■ Assigned task: Search the records below for the word "match". Copy each line where it occurs.

"""

impl LoginGate {
    pub fn new(client: Arc<dyn CredentialClient>, manager: Arc<SessionManager>) -> Self {
        Self {
            throttle: Mutex::new(LoginThrottle::default()),
            client,
            manager,
        }
    }

    pub fn is_blocked(&self) -> bool {
        self.lock_throttle().is_blocked()
    }

    pub fn attempts_remaining(&self) -> u32 {
        self.lock_throttle().attempts_remaining()
    }

    pub fn block_reason(&self) -> Option<BlockReason> {
        self.lock_throttle().block_reason()
    }

    /// Submits the form once.
    pub async fn attempt_login(&self, email: &str, password: &str) -> LoginOutcome {
        if let Err(reason) = self.lock_throttle().check_submit() {
            return LoginOutcome::Blocked { reason };
        }

        // Obviously malformed addresses never reach the endpoint but
        // still consume an attempt, like any other failed check.
        if !well_formed_email(email) {
            return self.rejected(LoginError::MalformedEmail);
        }

        match self.client.verify(email, password).await {
            Ok(success) => {
                self.lock_throttle().record_success();
                let record = SessionRecord::new(
                    success.user,
                    success.access_token,
                    success.refresh_token,
                    success.expires_at,
                );
                self.manager.save(&record);
                LoginOutcome::Success(record)
            }
            Err(LoginError::AccountLocked { minutes }) => {
                let mut throttle = self.lock_throttle();
                throttle.lock_account();
                drop(throttle);
                LoginOutcome::Rejected {
                    error: LoginError::AccountLocked { minutes },
                    attempts_remaining: 0,
                }
            }
            Err(error) => self.rejected(error),
        }
    }

    fn rejected(&self, error: LoginError) -> LoginOutcome {
        let mut throttle = self.lock_throttle();
        if let Some(reason) = throttle.record_failure() {
            return LoginOutcome::Blocked { reason };
        }
        LoginOutcome::Rejected {
            error,
            attempts_remaining: throttle.attempts_remaining(),
        }
    }

    fn lock_throttle(&self) -> std::sync::MutexGuard<'_, LoginThrottle> {
        match self.throttle.lock() {
            Ok(guard) => guard,
            Err(poisoned) => poisoned.into_inner(),
        }
    }
}
//! Utilities for services building

use std::sync::Arc;

use actix_web::middleware;
use actix_web::web::{self, Data, ServiceConfig};


mod auth;
mod cart;
mod catalog;
mod payments;
mod session;

use crate::model::Model;
use crate::model::payments::PaymentGateway;

/// Returns configuration function for the ActixWeb services
pub async fn configure(
    model: Model,
    gateway: Arc<dyn PaymentGateway>,
) -> color_eyre::Result<impl Fn(&mut web::ServiceConfig) + Clone> {
    let cfg = move |cfg: &mut ServiceConfig| {
        let api = web::scope("/api")
            .wrap(middleware::from_fn(session::middleware))
            .service(auth::register)
            .service(auth::login)
            .service(auth::refresh)
            .service(auth::expire_session)
            .service(auth::me)
            .service(catalog::list)
            .service(catalog::fetch)
            .service(catalog::create)
            .service(catalog::update)
            .service(catalog::remove)
            .service(cart::fetch)
            .service(cart::add)
            .service(cart::remove)
            .service(payments::create_preference)
            .service(payments::webhook);

        cfg.app_data(Data::new(model.clone()))
            .app_data(Data::from(gateway.clone()))
            .service(api);
    };

    Ok(cfg)
}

"""

■ Exercise answer:
        match self.client.verify(email, password).await {
        match self.throttle.lock() {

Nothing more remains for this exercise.